[Dataset entries]
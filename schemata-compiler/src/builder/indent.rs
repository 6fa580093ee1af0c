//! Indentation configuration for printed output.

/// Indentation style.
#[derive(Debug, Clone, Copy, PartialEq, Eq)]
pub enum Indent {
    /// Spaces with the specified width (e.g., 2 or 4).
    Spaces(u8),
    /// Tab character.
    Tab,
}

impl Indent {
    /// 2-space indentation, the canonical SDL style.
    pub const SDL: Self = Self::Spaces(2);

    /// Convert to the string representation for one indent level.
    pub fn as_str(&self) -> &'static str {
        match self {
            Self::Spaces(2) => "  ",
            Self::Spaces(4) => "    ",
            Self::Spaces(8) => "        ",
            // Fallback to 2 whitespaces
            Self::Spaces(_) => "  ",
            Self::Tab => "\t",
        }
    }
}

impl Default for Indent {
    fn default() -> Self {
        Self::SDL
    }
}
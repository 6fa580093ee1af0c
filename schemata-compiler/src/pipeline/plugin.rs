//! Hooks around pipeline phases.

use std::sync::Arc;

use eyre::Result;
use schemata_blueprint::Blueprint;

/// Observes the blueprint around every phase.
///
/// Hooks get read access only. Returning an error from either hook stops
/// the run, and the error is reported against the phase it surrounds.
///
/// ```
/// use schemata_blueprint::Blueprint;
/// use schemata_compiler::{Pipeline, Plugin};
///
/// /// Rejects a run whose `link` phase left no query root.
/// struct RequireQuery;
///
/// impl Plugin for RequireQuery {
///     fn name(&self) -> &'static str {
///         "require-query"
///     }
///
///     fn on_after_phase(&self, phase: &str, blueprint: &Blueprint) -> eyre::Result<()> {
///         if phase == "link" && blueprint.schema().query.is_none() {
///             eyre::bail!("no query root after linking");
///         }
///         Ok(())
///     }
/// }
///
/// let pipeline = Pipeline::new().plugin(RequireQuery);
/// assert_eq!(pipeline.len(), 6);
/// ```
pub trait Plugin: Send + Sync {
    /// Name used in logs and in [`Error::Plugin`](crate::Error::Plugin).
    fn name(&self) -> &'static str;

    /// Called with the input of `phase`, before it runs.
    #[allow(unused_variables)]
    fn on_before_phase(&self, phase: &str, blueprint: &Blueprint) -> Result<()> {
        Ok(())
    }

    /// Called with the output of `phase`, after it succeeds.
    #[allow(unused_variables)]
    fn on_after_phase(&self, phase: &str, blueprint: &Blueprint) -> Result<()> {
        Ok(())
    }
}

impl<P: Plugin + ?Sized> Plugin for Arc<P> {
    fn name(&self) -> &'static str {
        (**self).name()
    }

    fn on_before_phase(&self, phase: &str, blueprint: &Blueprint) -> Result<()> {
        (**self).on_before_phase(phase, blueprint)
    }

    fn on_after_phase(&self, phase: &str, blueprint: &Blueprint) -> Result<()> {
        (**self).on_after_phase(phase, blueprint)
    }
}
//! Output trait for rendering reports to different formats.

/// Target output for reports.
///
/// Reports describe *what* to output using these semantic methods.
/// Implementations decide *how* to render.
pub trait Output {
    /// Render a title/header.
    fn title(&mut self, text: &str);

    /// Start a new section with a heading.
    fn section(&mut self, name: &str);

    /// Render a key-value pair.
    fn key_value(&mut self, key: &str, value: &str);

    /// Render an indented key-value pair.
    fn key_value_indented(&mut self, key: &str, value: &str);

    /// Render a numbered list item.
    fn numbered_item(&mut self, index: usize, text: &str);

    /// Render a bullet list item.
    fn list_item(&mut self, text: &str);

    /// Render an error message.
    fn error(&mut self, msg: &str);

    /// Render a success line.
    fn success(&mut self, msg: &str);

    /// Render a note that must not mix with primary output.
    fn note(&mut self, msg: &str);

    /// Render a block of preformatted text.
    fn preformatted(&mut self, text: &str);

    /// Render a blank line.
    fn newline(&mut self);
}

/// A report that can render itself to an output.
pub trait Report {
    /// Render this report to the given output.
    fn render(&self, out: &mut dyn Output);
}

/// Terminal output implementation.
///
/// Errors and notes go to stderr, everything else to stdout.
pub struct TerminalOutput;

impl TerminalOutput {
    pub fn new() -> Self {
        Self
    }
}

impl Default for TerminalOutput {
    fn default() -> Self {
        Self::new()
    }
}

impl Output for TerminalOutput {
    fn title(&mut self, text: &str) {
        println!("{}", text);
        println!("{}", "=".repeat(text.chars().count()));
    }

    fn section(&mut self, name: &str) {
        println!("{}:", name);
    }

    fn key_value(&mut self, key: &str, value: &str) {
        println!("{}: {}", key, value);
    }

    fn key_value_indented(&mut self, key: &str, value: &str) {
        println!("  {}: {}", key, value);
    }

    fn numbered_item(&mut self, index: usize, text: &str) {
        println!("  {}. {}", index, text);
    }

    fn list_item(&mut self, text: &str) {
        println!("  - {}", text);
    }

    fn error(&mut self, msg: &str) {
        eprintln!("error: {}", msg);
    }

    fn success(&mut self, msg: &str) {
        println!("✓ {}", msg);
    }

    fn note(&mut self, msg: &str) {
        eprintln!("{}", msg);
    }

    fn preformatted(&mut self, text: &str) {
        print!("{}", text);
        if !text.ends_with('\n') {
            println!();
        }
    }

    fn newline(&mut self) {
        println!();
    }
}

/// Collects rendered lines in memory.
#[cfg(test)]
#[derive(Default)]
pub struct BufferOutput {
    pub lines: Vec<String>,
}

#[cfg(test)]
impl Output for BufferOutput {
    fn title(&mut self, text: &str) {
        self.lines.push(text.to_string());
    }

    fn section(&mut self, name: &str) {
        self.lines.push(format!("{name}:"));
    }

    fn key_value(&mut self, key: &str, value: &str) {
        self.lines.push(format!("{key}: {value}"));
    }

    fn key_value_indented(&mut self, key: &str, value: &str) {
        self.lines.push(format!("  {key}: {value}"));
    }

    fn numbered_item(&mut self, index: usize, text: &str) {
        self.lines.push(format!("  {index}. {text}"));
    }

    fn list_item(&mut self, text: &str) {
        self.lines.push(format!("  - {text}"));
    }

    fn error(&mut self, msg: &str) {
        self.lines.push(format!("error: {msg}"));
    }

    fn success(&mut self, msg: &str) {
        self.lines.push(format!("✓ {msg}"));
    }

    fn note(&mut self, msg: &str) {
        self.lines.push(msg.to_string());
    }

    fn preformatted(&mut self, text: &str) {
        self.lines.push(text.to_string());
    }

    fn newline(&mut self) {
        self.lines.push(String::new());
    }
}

[TASK GOAL]
Would you copy every line of the entries in which "Hooks" appears?

[TASK SOLUTION]
//! Hooks around pipeline phases.
/// Hooks get read access only. Returning an error from either hook stops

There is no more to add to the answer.